Larva yang siap dipanen berukuran sekitar >3 cm sehingga sudah tahan dalam packing dan pengiriman.
c.   Dalam penggradingan larva sebaiknya dilakukan dengan hati-hati dan teliti, karena kondisi larva masih belum sempurna (mudah stress) dan ukurannya yang kecil dengan perbedaan yang tipis. Berikut merupakan cara grading larva yang benar :
·         Siapkan bak yang akan dipakai untuk larva hasil grading serta peralatan grading yaitu tudung saji, saringan, mangkok kecil dan ember.
·         Bak larva yang akan di grading disifon, kemudian air dikurangi sampai ketinggian 40 cm di atas dasar bak.
·         Larva di tangkap dengan hati-hati menggunakan saringan dan dipindahkan ke dalam tudung saji memakai ember, dilakukan secara berkala.
·         Larva dalam tudung saji kemudian di grading, biasanya dijadikan 3 ukuran.
·         Larva yang sudah dijadikan dalam satu wadah (satu ukuran) dimasukan dalam ember dan dipindahkan dalam bak yang telah tersedia.
























BAB IV
PENUTUP
4.1. Simpulan
a. Proses pematangan gonad pada induk dapat dipercepat melalui pemberian asupan makanan yang mengandung protein yang tinggi seperti rucah dan cumi serta pemberian multivitamin secara teratur.
b. Manipulasi lingkungan adalah penyesuaian kehidupan induk dalam bak pemeliharaan dengan habitat aslinya di alam.
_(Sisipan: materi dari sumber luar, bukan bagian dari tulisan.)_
use crate::{
    instance::Instance, InjectError, InjectResult, RequestInfo, Service,
    ServiceInfo, Svc,
};
use std::fmt::{Debug, Formatter};

/// A single constructor input: the parameter name and the service it must be
/// supplied with.
#[derive(Clone, Copy, PartialEq, Eq, Debug, Hash)]
pub struct Dependency {
    name: &'static str,
    service_info: ServiceInfo,
}

impl Dependency {
    /// Creates a dependency on an arbitrary service.
    #[must_use]
    pub fn new(name: &'static str, service_info: ServiceInfo) -> Self {
        Dependency { name, service_info }
    }

    /// Creates a dependency on the service `S`.
    #[must_use]
    pub fn of<S: ?Sized + Service>(name: &'static str) -> Self {
        Dependency::new(name, ServiceInfo::of::<S>())
    }

    /// The parameter name of this dependency.
    #[must_use]
    pub fn name(&self) -> &'static str {
        self.name
    }

    /// The service this dependency requires.
    #[must_use]
    pub fn service_info(&self) -> ServiceInfo {
        self.service_info
    }
}

/// The resolved dependencies of a service, in the order they were declared.
/// This is handed to the service's constructor.
///
/// Dependencies can be read by name with [`Resolved::get`] or in declaration
/// order with [`Resolved::next`].
pub struct Resolved {
    service_info: ServiceInfo,
    request_info: RequestInfo,
    entries: Vec<(Dependency, Instance)>,
    cursor: usize,
}

impl Resolved {
    pub(crate) fn new(
        service_info: ServiceInfo,
        request_info: RequestInfo,
        entries: Vec<(Dependency, Instance)>,
    ) -> Self {
        Resolved {
            service_info,
            request_info,
            entries,
            cursor: 0,
        }
    }

    /// Gets the dependency with the given parameter name.
    pub fn get<S: ?Sized + Service>(&self, name: &str) -> InjectResult<Svc<S>> {
        self.entries
            .iter()
            .find(|(dependency, _)| dependency.name() == name)
            .ok_or_else(|| InjectError::UndeclaredDependency {
                service_info: self.service_info,
                name: name.to_owned(),
            })
            .and_then(|(_, instance)| instance.downcast())
    }

    /// Gets the next dependency in declaration order.
    #[allow(clippy::should_implement_trait)]
    pub fn next<S: ?Sized + Service>(&mut self) -> InjectResult<Svc<S>> {
        let (_, instance) = self.entries.get(self.cursor).ok_or_else(|| {
            InjectError::UndeclaredDependency {
                service_info: self.service_info,
                name: format!("#{}", self.cursor),
            }
        })?;

        let service = instance.downcast()?;
        self.cursor += 1;
        Ok(service)
    }

    /// The service being constructed.
    #[must_use]
    pub fn service_info(&self) -> ServiceInfo {
        self.service_info
    }

    /// The request this construction is part of.
    #[must_use]
    pub fn request_info(&self) -> &RequestInfo {
        &self.request_info
    }

    /// The number of resolved dependencies.
    #[must_use]
    pub fn len(&self) -> usize {
        self.entries.len()
    }

    /// Whether the service has no dependencies.
    #[must_use]
    pub fn is_empty(&self) -> bool {
        self.entries.is_empty()
    }
}

impl Debug for Resolved {
    fn fmt(&self, f: &mut Formatter<'_>) -> std::fmt::Result {
        f.debug_struct("Resolved")
            .field("service_info", &self.service_info)
            .field(
                "dependencies",
                &self.entries.iter().map(|(d, _)| d).collect::<Vec<_>>(),
            )
            .finish()
    }
}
Proses ini juga dapat mendukung percepatannya proses pematangan gonad.
c. Dalam bak berisi air 8 ton dapat ditebari telur sebanyak  100.000 butir, sebelum di tebar sebaiknya air bak di beri antibiotik dahulu supaya terbebas dari bakteri dan jamur.
d. Pemakaian air tawar dalam pembenihan yaitu untuk sterilisasi sarana dan prasarana, pencucian bak pemeliharaan serta mematikan bakteri dan parasit air laut yang menempel pada tubuh ikan.
4.2. Saran
a. Larva yang cacat sebaiknya jangan di tebar ke laut, hal ini dapat mempengaruhi  jenis asli ikan kerapu yang ada di alam, terutama kerapu hasil hybrid cantang (kerapu macan >< kerapu kertang).
b. Teknisi sebaiknya memberikan kepercayaan kepada keryawannya dalam hal operasional kerja supaya tetap terjalin hubungan yang baik selama kerja.
c. Saat penebaran telur sebaiknya di pakai telur yang kualitasnya baik dengan melihat secara langsung telur yang akan dibeli, agar tingkat tetasnya tinggi dan memaksimalkan hasil panen.


DAFTAR PUSTAKA
           
Akbar dan Sudaryanto (2001). Pemberian pakan secara adlibitum pada 
ikan kerapu.
Mustami et.al (2004). Manipulasi lingkungan pada pemeliharaan
induk ikan kerapu tikus.
          Subyakto dan Cahyaningsih (2005). Lama penetasan telur ikan kerapu tikus.
Sugama (1998).Perbedaan kelamin jantan dan betina pada ikan kerapu tikus.